We need to impute a subset of UKB genotypes with HRC as reference. Since we can't download genotypes and upload to Michigan Server (or can we?), can someone please advise on how to run imputation with a different panel on the RAP?
I think the HRC imputed dataset is already present in the platform. Once check the bulk area of the genotypes in the imputation folder. They also have 1000g imputed and TOPMed imputed as far as I remember.
We need to impute a subset of samples using the HRC European panel. How can one impute with different reference panels if we can?t use the Michigan Imputation Server which is the most widely used method?
I think you should check this https://biobank.ndph.ox.ac.uk/showcase/label.cgi?id=100319. Ukbiobank dataset with HRC imputation was already done before and the link should give you the information needed. I just want to let you know that the HRC imputed files of ukbiobank are already available to my understanding. I am not suggesting anything regarding imputation with different panels. I am sorry if my response implies that.

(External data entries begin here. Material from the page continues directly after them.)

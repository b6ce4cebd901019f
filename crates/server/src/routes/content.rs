use axum::{extract::{Path, State}, http::StatusCode, Json};
use axum_extra::extract::WithRejection;
use models::content_section::{self, ContentKind};
use service::services::content_service::{self, ContentInput};
use uuid::Uuid;

use crate::errors::JsonApiError;
use crate::routes::{ApiJson, ApiPath};
use crate::routes::auth::{CurrentUser, ServerState};

#[utoipa::path(get, path = "/content/pages/{kind}", tag = "content", params(("kind" = String, Path, description = "about, norm, privacy-policy, terms-and-conditions or user-manual")), responses((status = 200, description = "Sections in display order")))]
pub async fn page(State(state): State<ServerState>, WithRejection(Path(kind), _): ApiPath<ContentKind>) -> Result<Json<Vec<content_section::Model>>, JsonApiError> {
    Ok(Json(content_service::list_by_kind(&state.db, kind).await?))
}

#[utoipa::path(post, path = "/content/pages/{kind}", tag = "content", params(("kind" = String, Path, description = "Page kind")), request_body = crate::openapi::ContentRequest, responses((status = 200, description = "Created"), (status = 400, description = "Validation Error"), (status = 404, description = "Not Found")))]
pub async fn create(State(state): State<ServerState>, CurrentUser(actor): CurrentUser, WithRejection(Path(kind), _): ApiPath<ContentKind>, WithRejection(Json(input), _): ApiJson<ContentInput>) -> Result<Json<content_section::Model>, JsonApiError> {
    Ok(Json(content_service::create(&state.db, &actor, kind, input).await?))
}

#[utoipa::path(get, path = "/content/sections/{id}", tag = "content", params(("id" = Uuid, Path, description = "Section ID")), responses((status = 200, description = "OK"), (status = 404, description = "Not Found")))]
pub async fn get(State(state): State<ServerState>, WithRejection(Path(id), _): ApiPath<Uuid>) -> Result<Json<content_section::Model>, JsonApiError> {
    Ok(Json(content_service::get(&state.db, id).await?))
}

#[utoipa::path(put, path = "/content/sections/{id}", tag = "content", params(("id" = Uuid, Path, description = "Section ID")), request_body = crate::openapi::ContentRequest, responses((status = 200, description = "Updated"), (status = 400, description = "Validation Error"), (status = 404, description = "Not Found")))]
pub async fn update(State(state): State<ServerState>, CurrentUser(actor): CurrentUser, WithRejection(Path(id), _): ApiPath<Uuid>, WithRejection(Json(input), _): ApiJson<ContentInput>) -> Result<Json<content_section::Model>, JsonApiError> {
    Ok(Json(content_service::update(&state.db, &actor, id, input).await?))
}

#[utoipa::path(delete, path = "/content/sections/{id}", tag = "content", params(("id" = Uuid, Path, description = "Section ID")), responses((status = 204, description = "Deleted"), (status = 404, description = "Not Found")))]
pub async fn delete(State(state): State<ServerState>, CurrentUser(actor): CurrentUser, WithRejection(Path(id), _): ApiPath<Uuid>) -> Result<StatusCode, JsonApiError> {
    content_service::delete(&state.db, &actor, id).await?;
    Ok(StatusCode::NO_CONTENT)
}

Thanks but that?s not what I need. I need to use the European reference panel of HRC to impute a subset of samples, some of which may or may not have been in the biobank at the time they imputed it with HRC. So if anyone has done it, please let me know how.
This means that a project with Tier 2 or above can download the data in field 22418, either from the RAP or in a basket.

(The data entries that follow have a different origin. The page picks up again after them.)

use sea_orm::{entity::prelude::*, Set, ConnectionTrait};
use uuid::Uuid;
use chrono::Utc;
use serde::{Deserialize, Serialize};

use crate::{errors, service, user};

#[derive(Clone, Copy, Debug, PartialEq, Eq, EnumIter, DeriveActiveEnum, Serialize, Deserialize, Default)]
#[sea_orm(rs_type = "String", db_type = "String(StringLen::N(32))")]
pub enum ComplaintState {
    #[sea_orm(string_value = "Pending")]
    #[default]
    Pending,
    #[sea_orm(string_value = "Resolved")]
    Resolved,
    #[sea_orm(string_value = "Dismissed")]
    Dismissed,
}

/// Complaint filed against a service and/or a user.
#[derive(Clone, Debug, PartialEq, DeriveEntityModel, Serialize, Deserialize)]
#[sea_orm(table_name = "complaint")]
pub struct Model {
    #[sea_orm(primary_key, auto_increment = false)]
    pub id: Uuid,
    pub complainant_id: Uuid,
    pub service_id: Option<Uuid>,
    pub target_user_id: Option<Uuid>,
    #[sea_orm(column_type = "Text")]
    pub reason: String,
    pub state: ComplaintState,
    #[sea_orm(column_type = "Text", nullable)]
    pub resolution: Option<String>,
    pub handled_by: Option<Uuid>,
    pub created_at: DateTimeWithTimeZone,
    pub updated_at: DateTimeWithTimeZone,
}

#[derive(Copy, Clone, Debug, EnumIter)]
pub enum Relation { Complainant, Service, TargetUser }

impl RelationTrait for Relation {
    fn def(&self) -> RelationDef {
        match self {
            Relation::Complainant => Entity::belongs_to(user::Entity).from(Column::ComplainantId).to(user::Column::Id).into(),
            Relation::Service => Entity::belongs_to(service::Entity).from(Column::ServiceId).to(service::Column::Id).into(),
            Relation::TargetUser => Entity::belongs_to(user::Entity).from(Column::TargetUserId).to(user::Column::Id).into(),
        }
    }
}

impl ActiveModelBehavior for ActiveModel {}

pub fn validate_reason(reason: &str) -> Result<(), errors::ModelError> {
    errors::require_text("reason", reason, 2000)
}

pub fn validate_target(service_id: Option<Uuid>, target_user_id: Option<Uuid>) -> Result<(), errors::ModelError> {
    if service_id.is_none() && target_user_id.is_none() {
        return Err(errors::ModelError::Validation("complaint needs a service or a user".into()));
    }
    Ok(())
}

pub async fn create<C: ConnectionTrait>(
    db: &C,
    complainant_id: Uuid,
    service_id: Option<Uuid>,
    target_user_id: Option<Uuid>,
    reason: &str,
) -> Result<Model, errors::ModelError> {
    validate_target(service_id, target_user_id)?;
    validate_reason(reason)?;
    let now = Utc::now().into();
    let am = ActiveModel {
        id: Set(Uuid::new_v4()),
        complainant_id: Set(complainant_id),
        service_id: Set(service_id),
        target_user_id: Set(target_user_id),
        reason: Set(reason.trim().to_string()),
        state: Set(ComplaintState::Pending),
        resolution: Set(None),
        handled_by: Set(None),
        created_at: Set(now),
        updated_at: Set(now),
    };
    Ok(am.insert(db).await?)
}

As Akhil says, most participants already have imputed haplotypes using the HRC, see field 22438.
There are currently 968 participants that have genotype calls in field 22418 but do not have haplotypes in field 22438. However, I believe that these will probably turn out to be samples that failed some kind of qc, and it is quite likely that the Michigan server would also produce either null results or results with low confidence. I say this because at the time the imputation was done, there were genotype calls for 488377 participants, resulting in imputed data for 487442 participants, and a lack of imputed data for the remaining 935 participants. For these figures, see the paper by Bycroft et al at https://www.biorxiv.org/content/10.1101/166298v1.full
The change in the number of participants in field 22418, from 488377 in 2017 to 488127 now, will be due to participants withdrawing their consent.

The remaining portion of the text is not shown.